PROBLEM DESCRIPTION =>
All entries that follow are to be written out verbatim.

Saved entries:
———

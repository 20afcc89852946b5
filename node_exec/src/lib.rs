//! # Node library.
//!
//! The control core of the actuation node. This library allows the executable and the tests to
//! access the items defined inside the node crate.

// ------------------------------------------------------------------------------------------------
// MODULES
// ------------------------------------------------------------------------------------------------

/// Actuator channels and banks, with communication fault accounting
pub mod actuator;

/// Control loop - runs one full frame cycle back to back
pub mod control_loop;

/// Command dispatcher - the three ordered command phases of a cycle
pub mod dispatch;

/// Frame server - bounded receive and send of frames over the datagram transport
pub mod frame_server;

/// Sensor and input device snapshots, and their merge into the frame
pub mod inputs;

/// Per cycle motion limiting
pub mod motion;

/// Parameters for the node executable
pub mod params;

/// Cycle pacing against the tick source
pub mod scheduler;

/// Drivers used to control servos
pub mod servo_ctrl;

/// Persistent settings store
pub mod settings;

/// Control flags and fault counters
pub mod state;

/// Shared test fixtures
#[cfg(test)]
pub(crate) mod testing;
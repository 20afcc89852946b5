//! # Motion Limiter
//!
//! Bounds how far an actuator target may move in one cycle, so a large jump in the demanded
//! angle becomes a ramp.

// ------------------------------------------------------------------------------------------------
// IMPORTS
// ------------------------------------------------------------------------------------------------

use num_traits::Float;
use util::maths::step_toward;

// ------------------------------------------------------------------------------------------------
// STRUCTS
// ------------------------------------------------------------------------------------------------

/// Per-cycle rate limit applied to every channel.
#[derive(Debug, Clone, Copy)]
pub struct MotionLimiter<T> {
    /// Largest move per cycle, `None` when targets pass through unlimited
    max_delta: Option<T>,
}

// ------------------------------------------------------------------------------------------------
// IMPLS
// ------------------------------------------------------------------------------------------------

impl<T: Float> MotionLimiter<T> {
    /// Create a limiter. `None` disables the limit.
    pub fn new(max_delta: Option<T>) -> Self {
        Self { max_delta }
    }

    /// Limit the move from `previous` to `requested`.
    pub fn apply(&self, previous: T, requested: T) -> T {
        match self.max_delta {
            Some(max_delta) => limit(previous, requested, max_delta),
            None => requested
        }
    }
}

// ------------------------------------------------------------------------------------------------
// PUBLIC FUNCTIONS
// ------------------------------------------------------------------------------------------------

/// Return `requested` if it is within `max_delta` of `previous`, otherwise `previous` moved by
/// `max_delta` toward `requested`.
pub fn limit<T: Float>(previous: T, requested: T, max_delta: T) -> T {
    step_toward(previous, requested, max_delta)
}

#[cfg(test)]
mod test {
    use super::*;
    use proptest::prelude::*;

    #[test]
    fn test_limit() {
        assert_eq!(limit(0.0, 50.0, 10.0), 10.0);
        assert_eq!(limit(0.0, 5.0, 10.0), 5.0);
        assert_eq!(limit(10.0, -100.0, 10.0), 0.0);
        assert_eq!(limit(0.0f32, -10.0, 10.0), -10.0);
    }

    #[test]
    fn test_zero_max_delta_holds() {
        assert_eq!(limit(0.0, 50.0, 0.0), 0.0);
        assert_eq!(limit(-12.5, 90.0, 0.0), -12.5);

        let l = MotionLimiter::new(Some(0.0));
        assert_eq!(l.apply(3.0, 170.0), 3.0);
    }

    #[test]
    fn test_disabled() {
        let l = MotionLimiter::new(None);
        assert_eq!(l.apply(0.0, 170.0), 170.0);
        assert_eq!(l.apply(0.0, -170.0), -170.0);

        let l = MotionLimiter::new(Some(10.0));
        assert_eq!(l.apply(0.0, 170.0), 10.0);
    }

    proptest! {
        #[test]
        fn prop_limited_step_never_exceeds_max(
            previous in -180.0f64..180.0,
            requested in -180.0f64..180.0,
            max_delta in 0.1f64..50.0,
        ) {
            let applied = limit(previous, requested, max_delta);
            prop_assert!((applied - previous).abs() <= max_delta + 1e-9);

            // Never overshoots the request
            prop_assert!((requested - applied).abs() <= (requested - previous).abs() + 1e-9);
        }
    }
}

———

RESPONSE AREA =>
repository 20afcc89852946b5
filename node_exec/src/lib.rs
//! # Node library.
//!
//! The control core of the actuation node. This library allows the executable and the tests to
//! access the items defined inside the node crate.

// ------------------------------------------------------------------------------------------------
// MODULES
// ------------------------------------------------------------------------------------------------

/// Actuator channels and banks, with communication fault accounting
pub mod actuator;

/// Control loop - runs one full frame cycle back to back
pub mod control_loop;

/// Command dispatcher - the three ordered command phases of a cycle
pub mod dispatch;

/// Frame server - bounded receive and send of frames over the datagram transport
pub mod frame_server;

/// Sensor and input device snapshots, and their merge into the frame
pub mod inputs;

/// Per cycle motion limiting
pub mod motion;

/// Parameters for the node executable
pub mod params;

/// Cycle pacing against the tick source
pub mod scheduler;

/// Drivers used to control servos
pub mod servo_ctrl;

/// Persistent settings store
pub mod settings;

/// Control flags and fault counters
pub mod state;

/// Shared test fixtures
#[cfg(test)]
pub(crate) mod testing;
repository 20afcc89852946b5
//! # Motion Limiter
//!
//! Bounds how far an actuator target may move in one cycle, so a large jump in the demanded
//! angle becomes a ramp.

// ------------------------------------------------------------------------------------------------
// IMPORTS
// ------------------------------------------------------------------------------------------------

use num_traits::Float;
use util::maths::step_toward;

// ------------------------------------------------------------------------------------------------
// STRUCTS
// ------------------------------------------------------------------------------------------------

/// Per-cycle rate limit applied to every channel.
#[derive(Debug, Clone, Copy)]
pub struct MotionLimiter<T> {
    /// Largest move per cycle, `None` when targets pass through unlimited
    max_delta: Option<T>,
}

// ------------------------------------------------------------------------------------------------
// IMPLS
// ------------------------------------------------------------------------------------------------

impl<T: Float> MotionLimiter<T> {
    /// Create a limiter. `None` disables the limit.
    pub fn new(max_delta: Option<T>) -> Self {
        Self { max_delta }
    }

    /// Limit the move from `previous` to `requested`.
    pub fn apply(&self, previous: T, requested: T) -> T {
        match self.max_delta {
            Some(max_delta) => limit(previous, requested, max_delta),
            None => requested
        }
    }
}

// ------------------------------------------------------------------------------------------------
// PUBLIC FUNCTIONS
// ------------------------------------------------------------------------------------------------

/// Return `requested` if it is within `max_delta` of `previous`, otherwise `previous` moved by
/// `max_delta` toward `requested`.
pub fn limit<T: Float>(previous: T, requested: T, max_delta: T) -> T {
    step_toward(previous, requested, max_delta)
}

#[cfg(test)]
mod test {
    use super::*;
    use proptest::prelude::*;

    #[test]
    fn test_limit() {
        assert_eq!(limit(0.0, 50.0, 10.0), 10.0);
        assert_eq!(limit(0.0, 5.0, 10.0), 5.0);
        assert_eq!(limit(10.0, -100.0, 10.0), 0.0);
        assert_eq!(limit(0.0f32, -10.0, 10.0), -10.0);
    }

    #[test]
    fn test_zero_max_delta_holds() {
        assert_eq!(limit(0.0, 50.0, 0.0), 0.0);
        assert_eq!(limit(-12.5, 90.0, 0.0), -12.5);

        let l = MotionLimiter::new(Some(0.0));
        assert_eq!(l.apply(3.0, 170.0), 3.0);
    }

    #[test]
    fn test_disabled() {
        let l = MotionLimiter::new(None);
        assert_eq!(l.apply(0.0, 170.0), 170.0);
        assert_eq!(l.apply(0.0, -170.0), -170.0);

        let l = MotionLimiter::new(Some(10.0));
        assert_eq!(l.apply(0.0, 170.0), 10.0);
    }

    proptest! {
        #[test]
        fn prop_limited_step_never_exceeds_max(
            previous in -180.0f64..180.0,
            requested in -180.0f64..180.0,
            max_delta in 0.1f64..50.0,
        ) {
            let applied = limit(previous, requested, max_delta);
            prop_assert!((applied - previous).abs() <= max_delta + 1e-9);

            // Never overshoots the request
            prop_assert!((requested - applied).abs() <= (requested - previous).abs() + 1e-9);
        }
    }
}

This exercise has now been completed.